If you haven’t read the previous ones, here’s the first part, the second and third part of the series.

In this article, we build upon some of the semi-automated techniques and tools introduced in the previous part of the series.

1. Text editor search-and-replace techniques

Let’s say that the data we work with is separated by comma and line breaks:

change,deep-thoughts,thinking,world

abilities,choices

However, there isn’t a consistency of how many words are separated by comma per line. To make it easier, we can transform the data set so there’s only one word in each:

change

deep-thoughts

thinking

world

abilities

choices

In order to make this transformation of the data we can use search and replace functionalities of code text editors such as SublimeText, Notepad++ or Visual Studio Code. 
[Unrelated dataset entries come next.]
//! PickerGallery Logging & Observability Module
//!
//! Provides structured logging, log retention, panic crash dumps, and
//! deadlock detection in debug builds.

mod logging;
mod panic_hook;

pub use logging::{cleanup_logs_in, cleanup_old_logs, init_logging};
pub use panic_hook::init_panic_hook;

use directories::ProjectDirs;
use std::path::PathBuf;

/// Get the application log directory
pub fn log_dir() -> PathBuf {
    ProjectDirs::from("com", "PickerGallery", "PickerGallery")
        .map(|dirs| dirs.data_dir().join("logs"))
        .unwrap_or_else(|| PathBuf::from("./logs"))
}

/// Initialize all observability features.
///
/// `default_filter` applies when `RUST_LOG` is unset.
pub fn init(default_filter: &str) -> anyhow::Result<()> {
    init_logging(default_filter)?;
    init_panic_hook();

    #[cfg(debug_assertions)]
    init_deadlock_detector();

    Ok(())
}

#[cfg(debug_assertions)]
fn init_deadlock_detector() {
    use std::thread;
    use std::time::Duration;

    let spawned = thread::Builder::new()
        .name("deadlock-detector".into())
        .spawn(|| loop {
            thread::sleep(Duration::from_secs(10));
            let deadlocks = parking_lot::deadlock::check_deadlock();
            if deadlocks.is_empty() {
                continue;
            }
            tracing::error!("{} deadlock(s) detected", deadlocks.len());
            for (i, threads) in deadlocks.iter().enumerate() {
                for t in threads {
                    tracing::error!(deadlock = i, thread = ?t.thread_id(), "{:#?}", t.backtrace());
                }
            }
        });

    if let Err(e) = spawned {
        tracing::warn!("Deadlock detector not started: {}", e);
    }
}
//! Gallery error types

use crate::controller::PresentationPhase;
use crate::item::ItemId;
use thiserror::Error;

/// Main gallery error type
#[derive(Error, Debug)]
pub enum GalleryError {
    // ===== Setup errors (caller bug, reject) =====
    #[error("Item {0} is not part of the item source")]
    ItemNotInSource(ItemId),

    #[error("Configuration error: {0}")]
    Config(String),

    // ===== Recoverable (report, keep the gallery running) =====
    #[error("Item not found: {0}")]
    ItemNotFound(ItemId),

    #[error("Cannot {action} while {from:?}")]
    InvalidTransition {
        from: PresentationPhase,
        action: &'static str,
    },

    #[error("Gallery is in preview mode")]
    PreviewMode,

    #[error("Editor is not available: {0}")]
    EditorUnavailable(String),

    #[error("Captions are disabled")]
    CaptionsDisabled,

    #[error("Self-destruct timer is disabled")]
    TimerDisabled,

    #[error("Muting is inhibited")]
    MuteInhibited,

    #[error("Selection limit of {0} items reached")]
    SelectionLimitReached(usize),

    #[error("No selection context")]
    NoSelectionContext,

    #[error("No editing context")]
    NoEditingContext,

    #[error("No thumbnail available for {0}")]
    ThumbnailUnavailable(ItemId),

    #[error("Thumbnail error: {0}")]
    Thumbnail(String),

    #[error("File I/O error: {0}")]
    Io(#[from] std::io::Error),

    // ===== Terminal (the gallery is gone) =====
    #[error("Gallery model has been released")]
    ModelReleased,
}

impl GalleryError {
    /// Can the gallery keep running after this error?
    pub fn is_recoverable(&self) -> bool {
        !matches!(
            self,
            GalleryError::ItemNotInSource(_) | GalleryError::Config(_) | GalleryError::ModelReleased
        )
    }

    /// Get a user-friendly message
    pub fn user_message(&self) -> String {
        match self {
            GalleryError::SelectionLimitReached(limit) => {
                format!("You can select up to {} items", limit)
            }
            GalleryError::ThumbnailUnavailable(_) | GalleryError::Thumbnail(_) => {
                "Preview is not available".to_string()
            }
            GalleryError::MuteInhibited => "Sound cannot be turned off for this item".to_string(),
            _ => self.to_string(),
        }
    }
}

impl From<image::ImageError> for GalleryError {
    fn from(e: image::ImageError) -> Self {
        GalleryError::Thumbnail(e.to_string())
    }
}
This how you can do it using Sublime Text:

  1. Open the data file or paste it into a new tab in the program
  2. Open Search and Replace dialog by using the shortcut CTRL + H
    1. Enable Regex through the button “.*” in the bottom left corner
    2. Search for line breaks using the control character n
    3. Replace with a comma (“,”)
  3. Click on “Replace All”

Once the process finishes, all the words will be in a single row, separated by commas:

Finally, we replace commas with n - newline

Once the replacing is done, we have a normalized dataset with only one word per line.

2. Approaches with spreadsheets

Let's work again with data from http://quotes.toscrape.com/. Our goal for this example is to make sure that the Top Ten tags stated on the website are indeed the top ten tags present in the scraped data. The web page looks like this:

After scraping the data from the page and loading it into a spreadsheet. this is what it looks like:

We will be using Google Sheets for this example. The first step will be to split the tags column into several columns so that we can count each word individually and analyze the results better:

  • Select the tags column
  • Click on the Data menu option
  • Then Split text to columns
  • For the little Separator window shown in the spreadsheet:
    • Chose automatically (if the comma option is selected)
    • Or change the selected one to comma

Then your spreadsheet will look like this:

The next step will be to convert the multiple tag columns into a single one. This can be done by defining a new range:

  • Select the range with tags - in my case is: D2:K101
  • Click on the Data menu option
  • Click on Named ranges
  • Then enter the name for it, e.g: Tags

Then apply the following formula to our data and expanded up to total expected length (in this case 8 columns by 100 words = 800 rows in total):

=INDEX(Tags,1+INT((ROW(A1)-1)/COLUMNS(Tags)),MOD(ROW(A1)-1+COLUMNS(Tags),COLUMNS(Tags))+1)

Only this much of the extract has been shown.